- **Problem to work on**:
When you output the entries, begin with the first line and end with the line containing "Descriptor literals nested", keeping each line exactly as it is.
____
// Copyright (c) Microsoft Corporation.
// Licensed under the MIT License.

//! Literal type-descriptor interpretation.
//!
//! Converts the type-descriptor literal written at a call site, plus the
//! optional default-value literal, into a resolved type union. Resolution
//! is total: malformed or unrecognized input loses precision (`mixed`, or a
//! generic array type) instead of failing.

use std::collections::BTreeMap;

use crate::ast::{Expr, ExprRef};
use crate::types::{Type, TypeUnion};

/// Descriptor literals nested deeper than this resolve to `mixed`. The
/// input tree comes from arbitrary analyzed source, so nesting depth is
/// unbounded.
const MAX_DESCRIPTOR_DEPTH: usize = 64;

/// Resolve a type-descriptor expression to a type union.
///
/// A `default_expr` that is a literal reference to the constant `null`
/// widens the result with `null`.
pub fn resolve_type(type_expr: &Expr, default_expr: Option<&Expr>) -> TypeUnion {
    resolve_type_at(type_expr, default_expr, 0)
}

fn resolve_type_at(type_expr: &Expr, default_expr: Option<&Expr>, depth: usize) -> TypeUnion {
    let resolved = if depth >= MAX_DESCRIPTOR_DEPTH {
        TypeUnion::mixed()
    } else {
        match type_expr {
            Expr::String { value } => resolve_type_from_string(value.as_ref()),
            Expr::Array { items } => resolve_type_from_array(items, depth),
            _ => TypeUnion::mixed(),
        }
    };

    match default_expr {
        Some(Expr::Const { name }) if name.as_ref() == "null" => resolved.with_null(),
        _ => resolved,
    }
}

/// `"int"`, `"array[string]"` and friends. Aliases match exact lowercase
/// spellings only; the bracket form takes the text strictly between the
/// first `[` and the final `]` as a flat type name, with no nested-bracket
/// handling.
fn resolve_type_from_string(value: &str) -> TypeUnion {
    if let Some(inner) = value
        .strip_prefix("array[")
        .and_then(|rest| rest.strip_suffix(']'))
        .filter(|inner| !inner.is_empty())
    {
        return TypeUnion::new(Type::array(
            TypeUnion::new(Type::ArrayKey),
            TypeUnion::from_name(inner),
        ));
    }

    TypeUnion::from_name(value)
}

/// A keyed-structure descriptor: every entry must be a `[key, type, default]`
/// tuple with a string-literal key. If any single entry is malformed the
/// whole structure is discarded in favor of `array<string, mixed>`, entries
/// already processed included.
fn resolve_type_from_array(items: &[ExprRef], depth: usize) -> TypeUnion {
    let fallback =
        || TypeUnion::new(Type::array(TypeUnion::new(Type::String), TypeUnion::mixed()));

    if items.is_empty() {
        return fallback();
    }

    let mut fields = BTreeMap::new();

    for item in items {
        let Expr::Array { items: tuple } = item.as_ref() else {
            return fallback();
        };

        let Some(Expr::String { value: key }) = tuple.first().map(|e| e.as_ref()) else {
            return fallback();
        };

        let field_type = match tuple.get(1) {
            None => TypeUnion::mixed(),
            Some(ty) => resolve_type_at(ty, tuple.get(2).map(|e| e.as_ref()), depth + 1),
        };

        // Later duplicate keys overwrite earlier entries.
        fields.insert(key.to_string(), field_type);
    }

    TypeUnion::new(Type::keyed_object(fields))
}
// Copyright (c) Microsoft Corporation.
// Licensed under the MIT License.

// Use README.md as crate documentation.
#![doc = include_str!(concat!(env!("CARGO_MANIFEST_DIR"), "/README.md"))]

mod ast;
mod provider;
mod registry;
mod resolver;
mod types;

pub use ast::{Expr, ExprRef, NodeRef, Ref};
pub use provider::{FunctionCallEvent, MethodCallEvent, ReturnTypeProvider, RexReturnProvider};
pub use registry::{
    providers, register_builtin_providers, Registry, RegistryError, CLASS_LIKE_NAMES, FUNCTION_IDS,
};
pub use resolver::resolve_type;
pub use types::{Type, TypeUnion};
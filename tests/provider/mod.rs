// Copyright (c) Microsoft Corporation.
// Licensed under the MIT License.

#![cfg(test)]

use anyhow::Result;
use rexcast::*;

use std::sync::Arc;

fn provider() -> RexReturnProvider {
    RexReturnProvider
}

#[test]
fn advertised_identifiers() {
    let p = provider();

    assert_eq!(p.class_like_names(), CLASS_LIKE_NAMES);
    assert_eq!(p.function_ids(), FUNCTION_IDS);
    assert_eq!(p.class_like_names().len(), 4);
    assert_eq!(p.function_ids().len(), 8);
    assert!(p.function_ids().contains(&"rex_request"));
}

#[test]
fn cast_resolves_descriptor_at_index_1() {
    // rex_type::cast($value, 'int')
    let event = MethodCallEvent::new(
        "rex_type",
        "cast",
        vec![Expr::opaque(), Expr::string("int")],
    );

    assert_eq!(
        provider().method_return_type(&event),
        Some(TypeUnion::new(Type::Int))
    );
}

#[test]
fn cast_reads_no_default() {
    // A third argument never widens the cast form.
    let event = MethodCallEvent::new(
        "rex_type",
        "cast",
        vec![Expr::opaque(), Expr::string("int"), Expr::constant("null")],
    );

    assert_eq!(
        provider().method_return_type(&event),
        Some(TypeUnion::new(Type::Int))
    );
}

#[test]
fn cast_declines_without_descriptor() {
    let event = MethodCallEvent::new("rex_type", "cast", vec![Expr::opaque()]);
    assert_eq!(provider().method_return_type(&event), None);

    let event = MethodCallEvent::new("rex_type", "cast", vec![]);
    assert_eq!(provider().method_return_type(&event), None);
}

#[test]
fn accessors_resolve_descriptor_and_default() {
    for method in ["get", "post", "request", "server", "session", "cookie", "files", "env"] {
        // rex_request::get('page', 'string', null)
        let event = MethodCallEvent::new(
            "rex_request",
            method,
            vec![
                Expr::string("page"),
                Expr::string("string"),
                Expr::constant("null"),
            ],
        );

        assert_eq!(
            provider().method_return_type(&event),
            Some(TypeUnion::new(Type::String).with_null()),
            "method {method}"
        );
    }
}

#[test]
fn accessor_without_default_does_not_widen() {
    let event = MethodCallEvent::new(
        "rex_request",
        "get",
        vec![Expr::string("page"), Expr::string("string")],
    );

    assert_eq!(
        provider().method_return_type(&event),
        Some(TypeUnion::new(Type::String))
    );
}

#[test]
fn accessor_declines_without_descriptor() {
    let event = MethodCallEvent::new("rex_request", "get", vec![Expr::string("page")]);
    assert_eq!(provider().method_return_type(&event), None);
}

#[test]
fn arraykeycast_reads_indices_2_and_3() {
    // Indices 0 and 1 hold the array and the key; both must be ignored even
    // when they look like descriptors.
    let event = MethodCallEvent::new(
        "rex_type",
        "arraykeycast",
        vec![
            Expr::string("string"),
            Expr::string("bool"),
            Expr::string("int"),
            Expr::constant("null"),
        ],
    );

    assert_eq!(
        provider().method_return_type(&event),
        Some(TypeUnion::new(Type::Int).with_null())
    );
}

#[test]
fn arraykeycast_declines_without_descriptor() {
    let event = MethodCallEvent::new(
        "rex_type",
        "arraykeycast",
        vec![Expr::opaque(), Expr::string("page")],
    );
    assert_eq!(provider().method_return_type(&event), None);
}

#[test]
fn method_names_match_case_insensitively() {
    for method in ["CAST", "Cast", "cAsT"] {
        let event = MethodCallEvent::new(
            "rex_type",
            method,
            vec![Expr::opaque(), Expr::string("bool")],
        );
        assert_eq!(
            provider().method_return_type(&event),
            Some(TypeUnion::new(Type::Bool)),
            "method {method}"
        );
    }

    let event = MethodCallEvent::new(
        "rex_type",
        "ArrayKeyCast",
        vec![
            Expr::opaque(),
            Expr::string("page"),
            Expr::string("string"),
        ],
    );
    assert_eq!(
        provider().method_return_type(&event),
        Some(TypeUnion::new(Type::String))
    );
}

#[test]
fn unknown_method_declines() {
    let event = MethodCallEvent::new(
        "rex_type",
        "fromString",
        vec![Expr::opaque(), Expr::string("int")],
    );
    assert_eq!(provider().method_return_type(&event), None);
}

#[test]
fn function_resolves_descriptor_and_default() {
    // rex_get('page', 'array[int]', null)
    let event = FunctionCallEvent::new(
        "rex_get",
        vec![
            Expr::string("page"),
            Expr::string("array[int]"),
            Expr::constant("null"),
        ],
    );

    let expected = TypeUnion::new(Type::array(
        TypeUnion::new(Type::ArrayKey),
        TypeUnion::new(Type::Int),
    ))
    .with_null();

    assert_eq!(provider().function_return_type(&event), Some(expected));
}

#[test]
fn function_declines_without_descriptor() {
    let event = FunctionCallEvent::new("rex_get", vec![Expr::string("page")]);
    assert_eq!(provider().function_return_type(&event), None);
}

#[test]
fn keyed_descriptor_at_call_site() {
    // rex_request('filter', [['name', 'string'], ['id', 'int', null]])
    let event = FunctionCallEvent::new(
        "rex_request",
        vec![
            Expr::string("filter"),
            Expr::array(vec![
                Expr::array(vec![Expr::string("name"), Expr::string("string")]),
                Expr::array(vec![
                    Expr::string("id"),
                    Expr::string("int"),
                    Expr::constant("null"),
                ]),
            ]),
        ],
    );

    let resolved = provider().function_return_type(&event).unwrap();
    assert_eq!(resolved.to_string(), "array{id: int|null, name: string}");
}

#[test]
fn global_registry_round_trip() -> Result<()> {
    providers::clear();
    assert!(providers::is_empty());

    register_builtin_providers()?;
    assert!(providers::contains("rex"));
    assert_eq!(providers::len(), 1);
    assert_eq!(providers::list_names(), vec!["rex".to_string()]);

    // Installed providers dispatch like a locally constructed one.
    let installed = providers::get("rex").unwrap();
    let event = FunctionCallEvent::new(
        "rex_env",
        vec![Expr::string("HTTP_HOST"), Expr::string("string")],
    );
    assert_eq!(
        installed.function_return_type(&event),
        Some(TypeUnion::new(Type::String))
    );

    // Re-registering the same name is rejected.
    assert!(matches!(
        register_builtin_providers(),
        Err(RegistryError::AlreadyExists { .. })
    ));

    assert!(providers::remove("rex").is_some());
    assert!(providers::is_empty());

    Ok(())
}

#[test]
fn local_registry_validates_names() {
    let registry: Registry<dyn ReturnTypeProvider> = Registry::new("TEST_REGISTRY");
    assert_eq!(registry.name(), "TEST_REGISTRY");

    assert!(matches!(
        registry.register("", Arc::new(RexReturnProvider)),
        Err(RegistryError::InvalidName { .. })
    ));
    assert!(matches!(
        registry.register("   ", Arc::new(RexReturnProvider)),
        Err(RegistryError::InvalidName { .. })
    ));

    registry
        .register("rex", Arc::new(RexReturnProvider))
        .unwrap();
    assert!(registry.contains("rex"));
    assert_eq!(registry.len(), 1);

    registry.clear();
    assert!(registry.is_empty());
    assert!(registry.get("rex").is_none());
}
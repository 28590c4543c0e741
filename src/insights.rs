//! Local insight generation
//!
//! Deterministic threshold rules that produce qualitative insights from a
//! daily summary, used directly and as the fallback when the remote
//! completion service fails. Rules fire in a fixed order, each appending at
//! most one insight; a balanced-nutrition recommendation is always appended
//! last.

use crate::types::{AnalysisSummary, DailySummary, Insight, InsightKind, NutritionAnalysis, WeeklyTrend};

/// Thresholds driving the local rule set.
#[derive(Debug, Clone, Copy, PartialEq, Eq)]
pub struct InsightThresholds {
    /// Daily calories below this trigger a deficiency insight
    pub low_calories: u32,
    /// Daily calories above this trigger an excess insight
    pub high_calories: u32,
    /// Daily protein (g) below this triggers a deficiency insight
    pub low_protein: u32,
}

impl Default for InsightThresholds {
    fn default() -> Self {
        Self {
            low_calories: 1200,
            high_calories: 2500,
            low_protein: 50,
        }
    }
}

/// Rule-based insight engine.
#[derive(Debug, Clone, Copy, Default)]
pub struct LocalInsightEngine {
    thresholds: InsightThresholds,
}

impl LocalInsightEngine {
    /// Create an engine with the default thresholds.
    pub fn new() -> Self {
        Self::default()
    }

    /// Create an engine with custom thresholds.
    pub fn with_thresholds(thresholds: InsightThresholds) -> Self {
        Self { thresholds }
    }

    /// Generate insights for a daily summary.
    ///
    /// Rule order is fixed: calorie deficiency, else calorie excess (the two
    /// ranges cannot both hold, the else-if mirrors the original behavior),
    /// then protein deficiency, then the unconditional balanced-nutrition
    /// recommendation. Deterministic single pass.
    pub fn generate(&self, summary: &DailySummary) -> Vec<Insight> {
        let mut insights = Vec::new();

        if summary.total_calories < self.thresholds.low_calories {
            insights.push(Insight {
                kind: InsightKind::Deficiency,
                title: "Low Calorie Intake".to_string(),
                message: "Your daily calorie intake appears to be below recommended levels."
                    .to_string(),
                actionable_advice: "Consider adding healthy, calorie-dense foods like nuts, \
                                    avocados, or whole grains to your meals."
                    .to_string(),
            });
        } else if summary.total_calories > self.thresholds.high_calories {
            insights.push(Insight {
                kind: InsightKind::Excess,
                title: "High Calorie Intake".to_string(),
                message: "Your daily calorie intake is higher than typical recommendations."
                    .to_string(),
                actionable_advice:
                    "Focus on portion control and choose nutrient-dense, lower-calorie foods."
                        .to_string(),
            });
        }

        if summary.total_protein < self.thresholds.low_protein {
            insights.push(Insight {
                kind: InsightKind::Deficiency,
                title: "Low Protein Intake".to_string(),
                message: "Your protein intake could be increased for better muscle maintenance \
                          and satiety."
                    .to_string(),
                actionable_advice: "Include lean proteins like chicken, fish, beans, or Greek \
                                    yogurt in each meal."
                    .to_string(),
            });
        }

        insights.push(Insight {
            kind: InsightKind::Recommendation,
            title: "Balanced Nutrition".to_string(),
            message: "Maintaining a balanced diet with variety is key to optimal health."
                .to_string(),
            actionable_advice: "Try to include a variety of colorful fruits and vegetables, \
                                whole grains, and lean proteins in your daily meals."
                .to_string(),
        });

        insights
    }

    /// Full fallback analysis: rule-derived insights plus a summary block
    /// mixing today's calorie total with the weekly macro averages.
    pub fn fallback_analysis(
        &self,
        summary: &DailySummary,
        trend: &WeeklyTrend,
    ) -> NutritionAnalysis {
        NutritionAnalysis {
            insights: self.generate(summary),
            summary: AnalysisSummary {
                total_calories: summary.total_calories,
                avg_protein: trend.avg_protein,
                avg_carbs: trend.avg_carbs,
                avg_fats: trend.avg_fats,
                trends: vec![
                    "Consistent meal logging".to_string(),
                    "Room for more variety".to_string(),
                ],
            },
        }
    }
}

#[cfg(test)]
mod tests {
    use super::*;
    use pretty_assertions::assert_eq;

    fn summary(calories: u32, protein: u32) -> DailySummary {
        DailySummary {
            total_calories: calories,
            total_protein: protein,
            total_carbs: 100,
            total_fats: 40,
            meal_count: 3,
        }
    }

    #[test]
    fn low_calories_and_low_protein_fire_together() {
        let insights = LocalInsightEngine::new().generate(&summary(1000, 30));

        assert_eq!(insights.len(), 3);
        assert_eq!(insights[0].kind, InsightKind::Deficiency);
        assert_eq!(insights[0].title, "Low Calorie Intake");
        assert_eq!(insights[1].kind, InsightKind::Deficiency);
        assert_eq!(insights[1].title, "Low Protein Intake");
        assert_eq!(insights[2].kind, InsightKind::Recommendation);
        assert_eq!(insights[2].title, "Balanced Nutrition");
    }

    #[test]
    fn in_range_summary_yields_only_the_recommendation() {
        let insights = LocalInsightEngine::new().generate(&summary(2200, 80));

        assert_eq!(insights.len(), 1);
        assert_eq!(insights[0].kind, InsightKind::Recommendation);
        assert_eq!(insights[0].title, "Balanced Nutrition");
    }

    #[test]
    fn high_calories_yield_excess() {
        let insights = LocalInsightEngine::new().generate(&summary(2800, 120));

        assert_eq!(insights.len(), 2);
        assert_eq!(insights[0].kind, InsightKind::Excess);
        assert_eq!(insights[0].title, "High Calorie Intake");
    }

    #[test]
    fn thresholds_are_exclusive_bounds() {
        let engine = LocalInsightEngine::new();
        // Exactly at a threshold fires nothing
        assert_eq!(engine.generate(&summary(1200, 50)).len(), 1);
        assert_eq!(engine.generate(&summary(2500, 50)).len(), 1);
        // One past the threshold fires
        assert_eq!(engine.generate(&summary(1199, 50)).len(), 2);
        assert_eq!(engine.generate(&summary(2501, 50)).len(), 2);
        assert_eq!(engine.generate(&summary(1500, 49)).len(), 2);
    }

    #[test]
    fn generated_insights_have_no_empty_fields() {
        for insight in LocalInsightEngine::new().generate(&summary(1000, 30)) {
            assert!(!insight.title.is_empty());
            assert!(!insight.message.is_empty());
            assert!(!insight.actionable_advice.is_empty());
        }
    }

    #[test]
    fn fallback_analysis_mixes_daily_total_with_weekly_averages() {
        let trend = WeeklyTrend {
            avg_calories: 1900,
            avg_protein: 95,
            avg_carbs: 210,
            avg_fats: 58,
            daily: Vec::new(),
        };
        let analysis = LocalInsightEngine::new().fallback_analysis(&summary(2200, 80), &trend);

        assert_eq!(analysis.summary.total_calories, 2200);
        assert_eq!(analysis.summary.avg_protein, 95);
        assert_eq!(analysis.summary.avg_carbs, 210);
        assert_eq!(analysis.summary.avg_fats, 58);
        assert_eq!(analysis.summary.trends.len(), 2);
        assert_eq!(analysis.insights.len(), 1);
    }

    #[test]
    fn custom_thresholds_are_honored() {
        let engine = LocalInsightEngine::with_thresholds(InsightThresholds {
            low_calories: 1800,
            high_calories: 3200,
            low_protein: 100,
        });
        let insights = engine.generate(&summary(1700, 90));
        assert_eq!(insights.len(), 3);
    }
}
____
- **Output below**:
// Copyright (c) Microsoft Corporation.
// Licensed under the MIT License.

//! Literal type-descriptor interpretation.
//!
//! Converts the type-descriptor literal written at a call site, plus the
//! optional default-value literal, into a resolved type union. Resolution
//! is total: malformed or unrecognized input loses precision (`mixed`, or a
//! generic array type) instead of failing.

use std::collections::BTreeMap;

use crate::ast::{Expr, ExprRef};
use crate::types::{Type, TypeUnion};

/// Descriptor literals nested deeper than this resolve to `mixed`. The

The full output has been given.